The growing disquiet within the civilian population eventually escalated into violence during a particularly bloody incident on 2 September, when the French garrison of the town of Notabile attempted to seize a convent in preparation for it to be dismantled. The angry crowd armed themselves with simple farm implements and took control of the town, overrunning the small French garrison in the process and massacring them. Vaubois promptly concentrated his troops within Valetta and a fort on the island of Gozo and waited, more in hope than expectation, for a relief force to come to his aid. The rebel movement grew quickly, spreading across the entire island like wildfire and a junta was soon formed, led by Emmanuel Vitale and Canon Francesco Caruana, who immediately appealed for help to the King of Naples for troops to support their cause. The King, however, avoided openly supporting the revolt, with French troops in upper Italy threatening his mainland possessions. However, Nelson sent a Portuguese squadron under Admiral the Marquis de Nizza, which arrived on 18 September and landed supplies and arms for the rebels. He was also ordered to continue the naval blockade, but at that moment Nelson’s only real aim was the destruction of the ships in Valetta harbour.

Captain Sir James Saumarez arrived off Malta on 24 September with part of Nelson’s battered fleet with their prizes in tow. Nelson and the remainder of his fleet arrived soon after, although the admiral himself hastily proceeded on to Naples to continue his infatuation with Lady Emma Hamilton, leaving his captains to get on with the blockade. Saumarez supplied 1,200 muskets and ammunition to the rebels and then left for Sicily to get the ships repaired.

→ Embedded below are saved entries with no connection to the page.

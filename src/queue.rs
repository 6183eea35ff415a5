// Ranked matchmaking queue: players waiting for an opponent.
//
// Opponents are picked strictly first-come-first-served among eligible
// candidates, not by closest rating. `claim_opponent` does the scan, removes
// both entries and reserves both players in the lobby under one lock, so a
// waiting player can never be handed to two seekers.

use std::collections::HashMap;
use std::sync::Arc;
use std::time::Duration;

use parking_lot::Mutex;
use serde::Serialize;
use tokio::task::JoinHandle;
use tokio::time::Instant;

use crate::db::PlayerId;
use crate::lobby::Lobby;
use crate::metrics;
use crate::notify::NotifyHandle;
use crate::tier::Tier;

/// A player waiting in the ranked queue.
#[derive(Debug, Clone, PartialEq)]
pub struct QueueEntry {
    pub player_id: PlayerId,
    pub rating: i32,
    pub tier: Tier,
    pub joined_at: Instant,
    pub notify: NotifyHandle,
}

/// Why an entry left the queue.
#[derive(Debug, Clone, Copy, PartialEq, Eq)]
pub enum QueueExit {
    Matched,
    Canceled,
    TimedOut,
    Stale,
}

impl QueueExit {
    pub fn label(self) -> &'static str {
        match self {
            QueueExit::Matched => "matched",
            QueueExit::Canceled => "canceled",
            QueueExit::TimedOut => "timed_out",
            QueueExit::Stale => "stale",
        }
    }
}

/// Status of the ranked queue.
#[derive(Debug, Clone, Serialize)]
pub struct QueueStatus {
    pub depth: usize,
    pub oldest_wait_seconds: u64,
}

#[derive(Debug)]
struct Slot {
    entry: QueueEntry,
    /// The player's search loop, aborted on explicit cancel.
    search: Option<JoinHandle<()>>,
}

/// Thread-safe ranked queue.
#[derive(Debug, Clone)]
pub struct MatchQueue {
    inner: Arc<Mutex<HashMap<PlayerId, Slot>>>,
    lobby: Arc<Lobby>,
    rating_window: i32,
}

impl MatchQueue {
    pub fn new(lobby: Arc<Lobby>, rating_window: i32) -> Self {
        Self {
            inner: Arc::new(Mutex::new(HashMap::new())),
            lobby,
            rating_window,
        }
    }

    pub fn lobby(&self) -> &Arc<Lobby> {
        &self.lobby
    }

    pub fn rating_window(&self) -> i32 {
        self.rating_window
    }

    /// Add a player now. False (and no change) if already queued or playing.
    pub fn enqueue(&self, player_id: PlayerId, rating: i32, tier: Tier, notify: NotifyHandle) -> bool {
        self.enqueue_at(player_id, rating, tier, notify, Instant::now())
    }

    pub fn enqueue_at(
        &self,
        player_id: PlayerId,
        rating: i32,
        tier: Tier,
        notify: NotifyHandle,
        joined_at: Instant,
    ) -> bool {
        let mut slots = self.inner.lock();
        if slots.contains_key(&player_id) || self.lobby.is_in_match(player_id) {
            return false;
        }
        slots.insert(
            player_id,
            Slot {
                entry: QueueEntry {
                    player_id,
                    rating,
                    tier,
                    joined_at,
                    notify,
                },
                search: None,
            },
        );
        metrics::RANKED_QUEUE_DEPTH.set(slots.len() as i64);
        true
    }

    /// Remember the player's search loop so a cancel can stop it. If the
    /// entry is already gone the handle is simply detached.
    pub fn attach_search(&self, player_id: PlayerId, handle: JoinHandle<()>) {
        let mut slots = self.inner.lock();
        if let Some(slot) = slots.get_mut(&player_id) {
            slot.search = Some(handle);
        }
    }

    pub fn is_queued(&self, player_id: PlayerId) -> bool {
        self.inner.lock().contains_key(&player_id)
    }

    pub fn entry(&self, player_id: PlayerId) -> Option<QueueEntry> {
        self.inner.lock().get(&player_id).map(|s| s.entry.clone())
    }

    pub fn depth(&self) -> usize {
        self.inner.lock().len()
    }

    pub fn is_empty(&self) -> bool {
        self.inner.lock().is_empty()
    }

    pub fn status(&self) -> QueueStatus {
        let slots = self.inner.lock();
        let now = Instant::now();
        let oldest_wait_seconds = slots
            .values()
            .map(|s| now.saturating_duration_since(s.entry.joined_at).as_secs())
            .max()
            .unwrap_or(0);
        QueueStatus {
            depth: slots.len(),
            oldest_wait_seconds,
        }
    }

    /// First eligible opponent in join order, without claiming it.
    pub fn find_opponent(&self, player_id: PlayerId, rating: i32) -> Option<QueueEntry> {
        let slots = self.inner.lock();
        self.first_eligible(&slots, player_id, rating, |_| true)
            .cloned()
    }

    /// Find, remove and reserve an opponent for a queued seeker in one step.
    /// Returns (seeker, opponent). The seeker's own search handle is detached
    /// (the caller is normally that search loop); the opponent's is aborted.
    pub fn claim_opponent(
        &self,
        player_id: PlayerId,
        rating: i32,
        match_id: &str,
    ) -> Option<(QueueEntry, QueueEntry)> {
        let mut slots = self.inner.lock();
        if !slots.contains_key(&player_id) {
            return None;
        }

        let lobby = &self.lobby;
        let opponent_id = self
            .first_eligible(&slots, player_id, rating, |candidate| {
                lobby.try_begin_match(player_id, candidate.player_id, match_id)
            })?
            .player_id;

        let seeker = slots.remove(&player_id)?;
        let opponent = slots.remove(&opponent_id)?;
        if let Some(handle) = opponent.search {
            handle.abort();
        }
        metrics::RANKED_QUEUE_DEPTH.set(slots.len() as i64);
        metrics::QUEUE_EXITS_TOTAL
            .with_label_values(&[QueueExit::Matched.label()])
            .inc_by(2);
        Some((seeker.entry, opponent.entry))
    }

    /// FIFO scan. `accept` is the last check and may have side effects; it is
    /// only called for candidates that passed every other rule.
    fn first_eligible<'a>(
        &self,
        slots: &'a HashMap<PlayerId, Slot>,
        player_id: PlayerId,
        rating: i32,
        mut accept: impl FnMut(&QueueEntry) -> bool,
    ) -> Option<&'a QueueEntry> {
        let mut waiting: Vec<&QueueEntry> = slots.values().map(|s| &s.entry).collect();
        waiting.sort_by_key(|e| (e.joined_at, e.player_id));

        let low = rating.saturating_sub(self.rating_window);
        let high = rating.saturating_add(self.rating_window);

        waiting.into_iter().find(|candidate| {
            candidate.player_id != player_id
                && !self.lobby.is_in_match(candidate.player_id)
                && !self.lobby.in_cooldown(player_id, candidate.player_id)
                && (low..=high).contains(&candidate.rating)
                && accept(*candidate)
        })
    }

    /// Explicit cancel. Idempotent; stops the player's search loop.
    pub fn dequeue(&self, player_id: PlayerId) -> Option<QueueEntry> {
        let slot = self.remove_slot(player_id, QueueExit::Canceled)?;
        if let Some(handle) = slot.search {
            handle.abort();
        }
        Some(slot.entry)
    }

    /// Removal from inside the player's own search loop (timeout). The loop
    /// handle is detached rather than aborted.
    pub fn take(&self, player_id: PlayerId, reason: QueueExit) -> Option<QueueEntry> {
        self.remove_slot(player_id, reason).map(|slot| slot.entry)
    }

    fn remove_slot(&self, player_id: PlayerId, reason: QueueExit) -> Option<Slot> {
        let mut slots = self.inner.lock();
        let slot = slots.remove(&player_id)?;
        metrics::RANKED_QUEUE_DEPTH.set(slots.len() as i64);
        metrics::QUEUE_EXITS_TOTAL
            .with_label_values(&[reason.label()])
            .inc();
        Some(slot)
    }

    /// Evict every entry that has waited at least `max_age` as of `now`,
    /// aborting their search loops. Used by the stale sweep.
    pub fn evict_expired(&self, now: Instant, max_age: Duration, reason: QueueExit) -> Vec<QueueEntry> {
        let mut slots = self.inner.lock();
        let expired: Vec<PlayerId> = slots
            .values()
            .filter(|s| now.saturating_duration_since(s.entry.joined_at) >= max_age)
            .map(|s| s.entry.player_id)
            .collect();

        let mut evicted = Vec::with_capacity(expired.len());
        for player_id in expired {
            if let Some(slot) = slots.remove(&player_id) {
                if let Some(handle) = slot.search {
                    handle.abort();
                }
                evicted.push(slot.entry);
            }
        }
        evicted.sort_by_key(|e| e.joined_at);

        metrics::RANKED_QUEUE_DEPTH.set(slots.len() as i64);
        if !evicted.is_empty() {
            metrics::QUEUE_EXITS_TOTAL
                .with_label_values(&[reason.label()])
                .inc_by(evicted.len() as u64);
        }
        evicted
    }
}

Captain Sir Alexander Ball, commanding HMS Alexander, arrived with Culloden and Colossus to join the Portuguese ships blockading Malta. Nelson returned briefly on 24 October, landing twenty-four barrels of gunpowder and on the 28th the small island of Gozo, with its French garrison of 200 men and twenty-four cannon, fell into allied hands. Ball was installed as President of the Council to liaise with the ill trained and poorly armed Maltese and to help them maintain the blockade. To maintain their hold on their positions on shore, he bolstered their numbers by landing some 500 Portuguese and British marines. In late December three British bomb vessels arrived and a regular bombardment began; two Neapolitan frigates also arrived to bolster the blockade.

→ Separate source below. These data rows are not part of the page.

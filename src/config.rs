// Application configuration, loaded from environment variables and CLI flags.

use std::time::Duration;

use crate::engine::MatchFormat;
use crate::patterns::MAX_PAIR_MATCHES_PER_DAY;
use crate::retry::RetryPolicy;

/// Tunables of the ranked subsystem.
#[derive(Debug, Clone)]
pub struct RankedPolicy {
    /// Apply trust and pattern multipliers to rating gains. When off they are
    /// still computed and logged.
    pub enforcement_enabled: bool,
    /// Reject queue/challenge entry for accounts younger than `min_account_age_days`.
    pub account_age_check_enabled: bool,
    pub min_account_age_days: u32,
    /// Trust below this blocks queue and challenge entry.
    pub suspend_trust_threshold: i32,
    /// Max rating difference between queue opponents.
    pub rating_window: i32,
    pub queue_timeout: Duration,
    /// How often a waiting player re-checks for an opponent.
    pub search_interval: Duration,
    /// Entries older than this are removed by the sweep.
    pub stale_entry_age: Duration,
    pub stale_sweep_interval: Duration,
    pub challenge_ttl: Duration,
    /// Pair cooldown after a declined or finished challenge.
    pub challenge_cooldown: Duration,
    pub max_tier_distance: usize,
    pub max_pair_matches_per_day: i64,
    pub match_format: MatchFormat,
    /// Settlement persistence retries.
    pub settle_retry: RetryPolicy,
    /// Outbound notice retries.
    pub notify_retry: RetryPolicy,
}

impl Default for RankedPolicy {
    fn default() -> Self {
        Self {
            enforcement_enabled: false,
            account_age_check_enabled: false,
            min_account_age_days: 30,
            suspend_trust_threshold: 20,
            rating_window: 200,
            queue_timeout: Duration::from_secs(120),
            search_interval: Duration::from_secs(5),
            stale_entry_age: Duration::from_secs(300),
            stale_sweep_interval: Duration::from_secs(60),
            challenge_ttl: Duration::from_secs(60),
            challenge_cooldown: Duration::from_secs(300),
            max_tier_distance: 2,
            max_pair_matches_per_day: MAX_PAIR_MATCHES_PER_DAY,
            match_format: MatchFormat::default(),
            settle_retry: RetryPolicy::default(),
            notify_retry: RetryPolicy::new(3, Duration::from_millis(250), Duration::from_secs(2)),
        }
    }
}

/// Application configuration.
#[derive(Debug, Clone)]
pub struct Config {
    /// Database URL (SQLite connection string).
    pub database_url: String,
    /// Port to bind the HTTP server to.
    pub port: u16,
    pub policy: RankedPolicy,
}

impl Config {
    /// Load configuration from environment variables and CLI arguments.
    ///
    /// Environment variables:
    /// - `DATABASE_URL` - SQLite connection string (default: `sqlite:ranked.db?mode=rwc`)
    /// - `PORT` - HTTP server port (default: 3000)
    /// - `RANKED_ENFORCEMENT` - `true`/`1` applies anti-cheat multipliers
    /// - `RANKED_ACCOUNT_AGE_CHECK` - `true`/`1` enables the account-age gate
    /// - `RANKED_MIN_ACCOUNT_AGE_DAYS` - minimum account age (default: 30)
    /// - `RANKED_SUSPEND_TRUST` - trust threshold for entry (default: 20)
    ///
    /// CLI flags:
    /// - `--port <PORT>` - Override the port
    /// - `--database-url <URL>` - Override the database
    /// - `--enforce` - Same as `RANKED_ENFORCEMENT=true`
    pub fn load() -> Self {
        let args: Vec<String> = std::env::args().collect();
        Self::from_sources(&args, |key| std::env::var(key).ok())
    }

    /// Build from explicit args and an env lookup.
    pub fn from_sources(args: &[String], env: impl Fn(&str) -> Option<String>) -> Self {
        let database_url = Self::parse_cli_value(args, "--database-url")
            .or_else(|| env("DATABASE_URL"))
            .unwrap_or_else(|| "sqlite:ranked.db?mode=rwc".to_string());

        // Port: CLI flag --port takes precedence, then env var, then default
        let port = Self::parse_cli_value(args, "--port")
            .and_then(|v| v.parse().ok())
            .or_else(|| env("PORT").and_then(|v| v.parse().ok()))
            .unwrap_or(3000);

        let mut policy = RankedPolicy::default();
        policy.enforcement_enabled = args.iter().any(|a| a == "--enforce")
            || env("RANKED_ENFORCEMENT").is_some_and(|v| is_truthy(&v));
        policy.account_age_check_enabled =
            env("RANKED_ACCOUNT_AGE_CHECK").is_some_and(|v| is_truthy(&v));
        if let Some(days) = env("RANKED_MIN_ACCOUNT_AGE_DAYS").and_then(|v| v.parse().ok()) {
            policy.min_account_age_days = days;
        }
        if let Some(threshold) = env("RANKED_SUSPEND_TRUST").and_then(|v| v.parse().ok()) {
            policy.suspend_trust_threshold = threshold;
        }

        Config {
            database_url,
            port,
            policy,
        }
    }

    /// Parse a CLI flag value like `--port 8080`.
    fn parse_cli_value(args: &[String], flag: &str) -> Option<String> {
        args.windows(2).find_map(|pair| {
            if pair[0] == flag {
                Some(pair[1].clone())
            } else {
                None
            }
        })
    }
}

fn is_truthy(v: &str) -> bool {
    v.eq_ignore_ascii_case("true") || v == "1"
}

In early 1799 two French attempts to break through the naval blockade were successful, with a schooner arriving from Ancona and the frigate Boudeuse successfully delivering supplies to the island from Toulon, extending the siege by a further six months. However, food was so short that Vaubois forcibly evicted most of the civilians from Valetta, reducing the city’s population from 45,000 souls in 1799 to 9,000 the following year.4 These additional mouths simply added to the difficulties the British were having in providing supplies, particularly wheat, to the civilian population of rebel-held Malta. By April many hundreds were on the brink of starvation and Captain Ball was finding it difficult to keep the rebels at their posts. Despite frequent appeals to the King of Sicily, supplies were only grudgingly released and the navy was forced to seize passing grain ships to meet the demand.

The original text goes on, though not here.